-- REQUIRED ACTION --
In the entries that follow, find the line containing "#[tokio::main]"; from there, copy every line exactly through the line containing "let mut worker".

-- Collected data --
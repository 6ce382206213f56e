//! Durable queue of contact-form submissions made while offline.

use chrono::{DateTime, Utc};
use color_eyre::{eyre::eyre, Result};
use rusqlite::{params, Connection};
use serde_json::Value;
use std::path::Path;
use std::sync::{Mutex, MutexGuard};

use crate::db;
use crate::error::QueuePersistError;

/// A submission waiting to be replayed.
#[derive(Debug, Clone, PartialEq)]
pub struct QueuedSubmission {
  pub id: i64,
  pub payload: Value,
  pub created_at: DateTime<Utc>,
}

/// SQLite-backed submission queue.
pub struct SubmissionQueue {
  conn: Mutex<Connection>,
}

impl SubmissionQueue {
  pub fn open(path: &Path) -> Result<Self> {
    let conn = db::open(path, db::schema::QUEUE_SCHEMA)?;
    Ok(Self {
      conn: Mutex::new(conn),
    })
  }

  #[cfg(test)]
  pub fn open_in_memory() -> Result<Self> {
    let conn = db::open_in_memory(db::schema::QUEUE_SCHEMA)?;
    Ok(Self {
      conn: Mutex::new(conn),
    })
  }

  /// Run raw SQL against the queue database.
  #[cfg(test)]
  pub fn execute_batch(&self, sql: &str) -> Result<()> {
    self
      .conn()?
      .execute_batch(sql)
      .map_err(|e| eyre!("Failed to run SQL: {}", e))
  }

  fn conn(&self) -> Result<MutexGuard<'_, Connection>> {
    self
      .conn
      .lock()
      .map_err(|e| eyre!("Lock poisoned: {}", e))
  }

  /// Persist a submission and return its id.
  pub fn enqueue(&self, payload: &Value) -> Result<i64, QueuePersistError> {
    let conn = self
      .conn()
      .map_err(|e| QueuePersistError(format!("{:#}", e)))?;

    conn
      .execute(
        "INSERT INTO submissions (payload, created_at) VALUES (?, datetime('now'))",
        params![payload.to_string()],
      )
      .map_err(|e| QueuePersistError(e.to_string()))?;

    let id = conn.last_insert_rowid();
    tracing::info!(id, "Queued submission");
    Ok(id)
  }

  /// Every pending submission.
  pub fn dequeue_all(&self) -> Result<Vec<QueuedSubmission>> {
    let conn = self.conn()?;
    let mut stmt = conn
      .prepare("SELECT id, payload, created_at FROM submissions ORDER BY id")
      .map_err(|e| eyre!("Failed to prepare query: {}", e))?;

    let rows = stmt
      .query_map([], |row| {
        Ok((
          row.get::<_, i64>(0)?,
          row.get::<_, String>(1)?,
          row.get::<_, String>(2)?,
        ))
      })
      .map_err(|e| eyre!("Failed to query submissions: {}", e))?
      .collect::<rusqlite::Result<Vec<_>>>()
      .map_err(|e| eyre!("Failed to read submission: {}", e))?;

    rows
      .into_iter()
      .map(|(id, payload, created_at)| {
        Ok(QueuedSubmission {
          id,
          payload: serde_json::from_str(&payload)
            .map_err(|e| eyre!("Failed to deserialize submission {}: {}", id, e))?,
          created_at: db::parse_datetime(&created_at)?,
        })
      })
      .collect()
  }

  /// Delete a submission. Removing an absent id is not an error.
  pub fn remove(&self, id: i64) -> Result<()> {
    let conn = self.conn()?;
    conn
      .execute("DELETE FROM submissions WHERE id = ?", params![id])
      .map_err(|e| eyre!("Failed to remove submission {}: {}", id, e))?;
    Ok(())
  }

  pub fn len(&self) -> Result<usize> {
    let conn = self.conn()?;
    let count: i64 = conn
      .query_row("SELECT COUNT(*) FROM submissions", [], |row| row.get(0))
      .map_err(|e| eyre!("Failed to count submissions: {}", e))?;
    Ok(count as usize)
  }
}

==

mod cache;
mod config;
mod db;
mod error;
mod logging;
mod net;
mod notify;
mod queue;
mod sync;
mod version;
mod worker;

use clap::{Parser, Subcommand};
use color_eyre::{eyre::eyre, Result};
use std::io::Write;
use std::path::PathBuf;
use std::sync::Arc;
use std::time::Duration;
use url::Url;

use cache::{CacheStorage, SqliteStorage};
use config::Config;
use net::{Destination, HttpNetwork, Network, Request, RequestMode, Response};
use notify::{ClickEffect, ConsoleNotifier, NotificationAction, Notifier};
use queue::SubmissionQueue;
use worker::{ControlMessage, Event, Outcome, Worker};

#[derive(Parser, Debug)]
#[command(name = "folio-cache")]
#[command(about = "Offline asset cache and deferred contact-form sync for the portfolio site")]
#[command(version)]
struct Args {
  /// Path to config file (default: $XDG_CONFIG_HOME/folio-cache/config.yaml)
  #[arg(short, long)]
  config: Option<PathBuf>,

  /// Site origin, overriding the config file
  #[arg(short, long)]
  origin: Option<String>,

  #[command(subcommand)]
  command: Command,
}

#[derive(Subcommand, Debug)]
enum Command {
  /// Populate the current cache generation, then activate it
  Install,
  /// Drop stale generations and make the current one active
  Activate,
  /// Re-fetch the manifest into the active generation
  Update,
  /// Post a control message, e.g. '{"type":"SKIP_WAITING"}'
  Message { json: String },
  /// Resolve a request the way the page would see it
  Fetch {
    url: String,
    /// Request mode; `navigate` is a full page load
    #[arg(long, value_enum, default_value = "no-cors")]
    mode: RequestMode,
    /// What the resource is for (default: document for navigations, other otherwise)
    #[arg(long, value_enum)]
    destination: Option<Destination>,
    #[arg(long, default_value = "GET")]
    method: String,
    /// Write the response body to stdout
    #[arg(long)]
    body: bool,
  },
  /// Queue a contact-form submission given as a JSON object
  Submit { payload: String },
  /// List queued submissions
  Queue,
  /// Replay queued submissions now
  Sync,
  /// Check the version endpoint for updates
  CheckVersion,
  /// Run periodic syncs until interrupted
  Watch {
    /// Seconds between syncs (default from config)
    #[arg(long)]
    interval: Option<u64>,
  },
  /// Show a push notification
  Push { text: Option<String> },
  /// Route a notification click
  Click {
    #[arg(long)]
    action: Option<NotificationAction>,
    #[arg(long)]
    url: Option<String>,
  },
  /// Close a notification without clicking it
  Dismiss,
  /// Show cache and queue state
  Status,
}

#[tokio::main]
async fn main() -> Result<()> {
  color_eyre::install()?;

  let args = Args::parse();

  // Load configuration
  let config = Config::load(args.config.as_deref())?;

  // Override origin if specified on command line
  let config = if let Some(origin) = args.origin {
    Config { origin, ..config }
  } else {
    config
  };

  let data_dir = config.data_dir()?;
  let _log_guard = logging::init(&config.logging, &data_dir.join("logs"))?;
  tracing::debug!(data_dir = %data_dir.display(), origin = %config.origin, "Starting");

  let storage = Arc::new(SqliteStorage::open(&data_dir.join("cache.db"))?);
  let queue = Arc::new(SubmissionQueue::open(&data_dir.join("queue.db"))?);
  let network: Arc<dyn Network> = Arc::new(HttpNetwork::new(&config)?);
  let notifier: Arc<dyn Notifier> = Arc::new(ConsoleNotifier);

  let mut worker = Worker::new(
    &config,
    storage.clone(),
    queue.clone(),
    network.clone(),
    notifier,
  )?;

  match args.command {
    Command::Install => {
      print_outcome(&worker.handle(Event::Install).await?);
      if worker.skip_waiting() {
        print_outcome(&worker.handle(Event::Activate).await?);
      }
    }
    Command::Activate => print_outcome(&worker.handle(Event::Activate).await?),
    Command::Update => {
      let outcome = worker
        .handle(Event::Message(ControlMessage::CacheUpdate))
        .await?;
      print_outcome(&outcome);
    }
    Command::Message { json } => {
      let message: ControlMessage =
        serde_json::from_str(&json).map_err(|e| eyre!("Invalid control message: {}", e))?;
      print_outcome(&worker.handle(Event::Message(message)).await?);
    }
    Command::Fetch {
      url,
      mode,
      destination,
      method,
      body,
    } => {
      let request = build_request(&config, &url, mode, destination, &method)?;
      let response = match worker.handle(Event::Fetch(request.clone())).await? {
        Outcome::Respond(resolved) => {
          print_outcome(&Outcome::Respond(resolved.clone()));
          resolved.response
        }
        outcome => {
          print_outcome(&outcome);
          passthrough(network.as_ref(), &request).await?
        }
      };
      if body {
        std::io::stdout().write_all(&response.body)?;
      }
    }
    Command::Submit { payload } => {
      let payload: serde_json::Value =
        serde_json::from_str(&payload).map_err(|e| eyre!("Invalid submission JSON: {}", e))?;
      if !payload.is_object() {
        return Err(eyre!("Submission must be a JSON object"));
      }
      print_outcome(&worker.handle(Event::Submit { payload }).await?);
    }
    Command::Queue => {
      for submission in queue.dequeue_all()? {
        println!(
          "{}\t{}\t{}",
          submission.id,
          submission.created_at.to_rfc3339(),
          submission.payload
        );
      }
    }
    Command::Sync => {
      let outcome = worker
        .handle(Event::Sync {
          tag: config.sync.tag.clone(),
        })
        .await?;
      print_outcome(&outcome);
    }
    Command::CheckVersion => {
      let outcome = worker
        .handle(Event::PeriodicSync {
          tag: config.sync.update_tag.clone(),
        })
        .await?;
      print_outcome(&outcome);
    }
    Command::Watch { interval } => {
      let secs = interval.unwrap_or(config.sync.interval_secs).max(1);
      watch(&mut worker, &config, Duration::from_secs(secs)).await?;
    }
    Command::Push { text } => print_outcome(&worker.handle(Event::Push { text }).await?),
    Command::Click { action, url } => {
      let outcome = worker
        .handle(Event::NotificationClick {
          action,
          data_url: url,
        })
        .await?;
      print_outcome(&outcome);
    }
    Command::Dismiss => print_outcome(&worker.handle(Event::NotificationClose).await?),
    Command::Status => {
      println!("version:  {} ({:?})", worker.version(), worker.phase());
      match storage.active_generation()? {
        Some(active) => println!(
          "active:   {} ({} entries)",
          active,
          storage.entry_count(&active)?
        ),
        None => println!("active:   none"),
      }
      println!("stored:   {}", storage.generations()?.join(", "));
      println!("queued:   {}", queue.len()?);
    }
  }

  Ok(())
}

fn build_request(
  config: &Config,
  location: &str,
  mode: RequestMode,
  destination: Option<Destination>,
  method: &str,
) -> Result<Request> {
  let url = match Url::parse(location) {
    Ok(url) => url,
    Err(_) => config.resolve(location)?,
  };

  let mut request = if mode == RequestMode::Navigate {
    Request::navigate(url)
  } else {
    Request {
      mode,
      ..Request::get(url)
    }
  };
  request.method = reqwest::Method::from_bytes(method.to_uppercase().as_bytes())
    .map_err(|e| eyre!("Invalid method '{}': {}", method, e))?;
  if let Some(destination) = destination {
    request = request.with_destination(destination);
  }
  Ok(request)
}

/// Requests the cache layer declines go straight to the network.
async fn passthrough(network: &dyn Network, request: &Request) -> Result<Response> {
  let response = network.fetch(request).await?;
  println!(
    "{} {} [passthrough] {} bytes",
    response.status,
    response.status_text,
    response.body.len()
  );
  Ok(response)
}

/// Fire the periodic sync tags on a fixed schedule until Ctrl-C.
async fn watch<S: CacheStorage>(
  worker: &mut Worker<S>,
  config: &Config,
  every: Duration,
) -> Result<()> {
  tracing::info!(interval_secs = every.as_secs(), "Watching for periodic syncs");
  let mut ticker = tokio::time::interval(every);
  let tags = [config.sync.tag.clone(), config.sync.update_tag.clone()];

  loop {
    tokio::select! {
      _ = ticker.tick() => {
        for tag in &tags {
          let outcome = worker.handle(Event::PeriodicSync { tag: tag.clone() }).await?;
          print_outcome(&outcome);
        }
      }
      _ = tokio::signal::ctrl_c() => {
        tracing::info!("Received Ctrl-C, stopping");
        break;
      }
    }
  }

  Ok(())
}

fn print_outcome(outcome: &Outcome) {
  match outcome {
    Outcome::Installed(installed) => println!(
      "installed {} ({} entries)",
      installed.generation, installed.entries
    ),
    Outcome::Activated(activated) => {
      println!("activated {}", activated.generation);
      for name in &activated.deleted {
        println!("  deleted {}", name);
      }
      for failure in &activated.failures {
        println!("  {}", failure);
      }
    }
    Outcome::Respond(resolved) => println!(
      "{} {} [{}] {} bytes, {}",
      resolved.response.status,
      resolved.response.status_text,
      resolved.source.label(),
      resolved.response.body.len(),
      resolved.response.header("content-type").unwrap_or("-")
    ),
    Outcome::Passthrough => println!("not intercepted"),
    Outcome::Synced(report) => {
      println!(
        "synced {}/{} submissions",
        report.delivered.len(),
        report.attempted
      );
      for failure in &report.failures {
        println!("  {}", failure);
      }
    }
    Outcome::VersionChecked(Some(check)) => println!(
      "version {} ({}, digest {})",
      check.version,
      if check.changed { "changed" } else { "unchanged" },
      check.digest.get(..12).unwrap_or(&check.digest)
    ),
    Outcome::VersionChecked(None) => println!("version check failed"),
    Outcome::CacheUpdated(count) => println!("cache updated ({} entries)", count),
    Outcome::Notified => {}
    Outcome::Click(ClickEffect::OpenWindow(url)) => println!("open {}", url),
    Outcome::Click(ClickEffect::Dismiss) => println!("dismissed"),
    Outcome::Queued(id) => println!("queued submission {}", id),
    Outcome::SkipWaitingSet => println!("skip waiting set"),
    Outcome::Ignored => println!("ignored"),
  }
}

-- RESULT OF THIS EXERCISE --
#[tokio::main]
async fn main() -> Result<()> {
  color_eyre::install()?;

  let args = Args::parse();

  // Load configuration
  let config = Config::load(args.config.as_deref())?;

  // Override origin if specified on command line
  let config = if let Some(origin) = args.origin {
    Config { origin, ..config }
  } else {
    config
  };

  let data_dir = config.data_dir()?;
  let _log_guard = logging::init(&config.logging, &data_dir.join("logs"))?;
  tracing::debug!(data_dir = %data_dir.display(), origin = %config.origin, "Starting");

  let storage = Arc::new(SqliteStorage::open(&data_dir.join("cache.db"))?);
  let queue = Arc::new(SubmissionQueue::open(&data_dir.join("queue.db"))?);
  let network: Arc<dyn Network> = Arc::new(HttpNetwork::new(&config)?);
  let notifier: Arc<dyn Notifier> = Arc::new(ConsoleNotifier);

  let mut worker = Worker::new(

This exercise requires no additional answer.